A folded interferometer was used to obtain both shadowgraphy and interferometry for the same shot. A double breadboard with rubber vibration dumps was used to isolate the interferometer from external vibrations. Figure 7(a) shows a picture of the interferometer where the probe beam (dark red) comes from the chamber and is divided into two equal beams by a beam splitter (BS). One beam (red) goes into M1 and the other (orange) goes into M3 and will recombine back in the BS after the round trip to generate the interferometry pattern (Fig. 7(b)). Since the distance between M1 and M2 is smaller than the distance between M3 and M4 the beams will only partially overlap (Fig. 7(b)) generating an interferogram and shadowgraphy of the plasma. The plasma column shadowgraphs are imaged onto a digital CCD camera (14 bit) using a telescope with a magnification of 1:1.7, resulting in a resolution of 7.65 μm/pixel. This magnification is used for imaging a 8 mm nozzle into the CCD camera. The interferograms are imaged onto a digital CCD camera (10 bit), with a magnification of 6:1 and a resolution of 0.75 μm/pixel. An interferogram analysis code was used to determine the plasma density profiles for each probe beam delay. The code first, retrieves the phase shift from the interferogram, and then the refraction index from the phase shift. To obtain the phase shift we applied an automatic method based on two-dimensional FFTs27. The phase-shift resolution for the phase maps is 0.03 rad. The phase shift caused by the plasma is then obtained by subtracting the phase maps of a reference interferogram (without plasma) from the phase given by the interferogram with plasma. The electron density is calculated by inverting the 2D phase maps using an Abel inversion algorithm. A high resolution is required to resolve the plasma in the transverse direction to reduce the noise generated by the Abel inversion used to obtain the density profiles from the interferograms phase maps. The drawback of this high magnification is that we can only image a 1 mm portion of the total plasma column into the CCD, thus interferometry only images the central part of the nozzle.

Figure 7
figure 7

(a) Folded interferometer experimental setup. (b) Overlap of the two beams from the interferometer to generate an interferogram and a shadowgram.

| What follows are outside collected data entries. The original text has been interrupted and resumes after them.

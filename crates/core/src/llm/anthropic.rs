use crate::config::{ApiKey, LlmConfig};
use crate::llm::{CompletionClient, LlmError};
use futures::future::BoxFuture;
use futures::FutureExt;
use reqwest::Client;
use serde::{Deserialize, Serialize};

pub const ANTHROPIC_VERSION: &str = "2023-06-01";
const LOG_TARGET: &str = "llm::anthropic";

#[derive(Clone)]
pub struct AnthropicClient {
    client: Client,
    api_key: ApiKey,
    config: LlmConfig,
}

impl AnthropicClient {
    pub fn new(api_key: ApiKey, config: LlmConfig) -> Self {
        Self {
            client: Client::new(),
            api_key,
            config,
        }
    }
}

#[derive(Serialize)]
struct MessagesRequest<'a> {
    model: &'a str,
    max_tokens: u32,
    messages: Vec<Message>,
}

#[derive(Serialize)]
struct Message {
    role: &'static str,
    content: String,
}

#[derive(Deserialize)]
struct MessagesResponse {
    #[serde(default)]
    content: Vec<ContentBlock>,
}

#[derive(Deserialize)]
struct ContentBlock {
    #[serde(rename = "type")]
    kind: String,
    #[serde(default)]
    text: Option<String>,
}

fn completion_text(response: MessagesResponse) -> Result<String, LlmError> {
    response
        .content
        .into_iter()
        .find(|block| block.kind == "text")
        .and_then(|block| block.text)
        .ok_or_else(|| LlmError::InvalidResponse("no text block in response".to_string()))
}

impl CompletionClient for AnthropicClient {
    fn complete(&self, prompt: String) -> BoxFuture<'_, Result<String, LlmError>> {
        let this = self.clone();
        async move {
            let request = MessagesRequest {
                model: &this.config.model,
                max_tokens: this.config.max_tokens,
                messages: vec![Message {
                    role: "user",
                    content: prompt,
                }],
            };

            let url = this.config.base_url.join("v1/messages");

            let response = this
                .client
                .post(&url)
                .header("x-api-key", this.api_key.expose())
                .header("anthropic-version", ANTHROPIC_VERSION)
                .json(&request)
                .send()
                .await?;

            if !response.status().is_success() {
                let status = response.status();
                let body = response
                    .text()
                    .await
                    .unwrap_or_else(|_| "Unknown error".to_string());
                tracing::error!(target: LOG_TARGET, %status, %body, "anthropic api error");
                return Err(LlmError::Api {
                    status: status.as_u16(),
                    body,
                });
            }

            let parsed: MessagesResponse = response
                .json()
                .await
                .map_err(|e| LlmError::InvalidResponse(format!("Failed to parse JSON: {e}")))?;

            tracing::debug!(target: LOG_TARGET, "completion received");
            completion_text(parsed)
        }
        .boxed()
    }
}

The hydrogen gas jet is produced by an 8 mm Mach 6 Laval nozzle inside a 1 m3 vacuum chamber that was kept at a base pressure of 10−2 mbar by a pumping system. A fast solenoid valve opens long enough to produce a gas jet of constant flow, that has been determined to be optimal at 50 ms after valve opening. The backing pressure is varied from 10 to 35 bar and the neutral density, 1 mm from the tip of the nozzle, ranges from 1 × 1018 to 5 × 1018 cm−3. The Hagena parameter31 for this nozzles and gas is kept below 1000 so that no significant clusters are present in the gas jet flow. Hydrogen gas was chosen to generate the plasma waveguides since it is easy to fully ionize and prevents any extra ionization caused by the guided beam maximizing the transmission throughout the waveguide.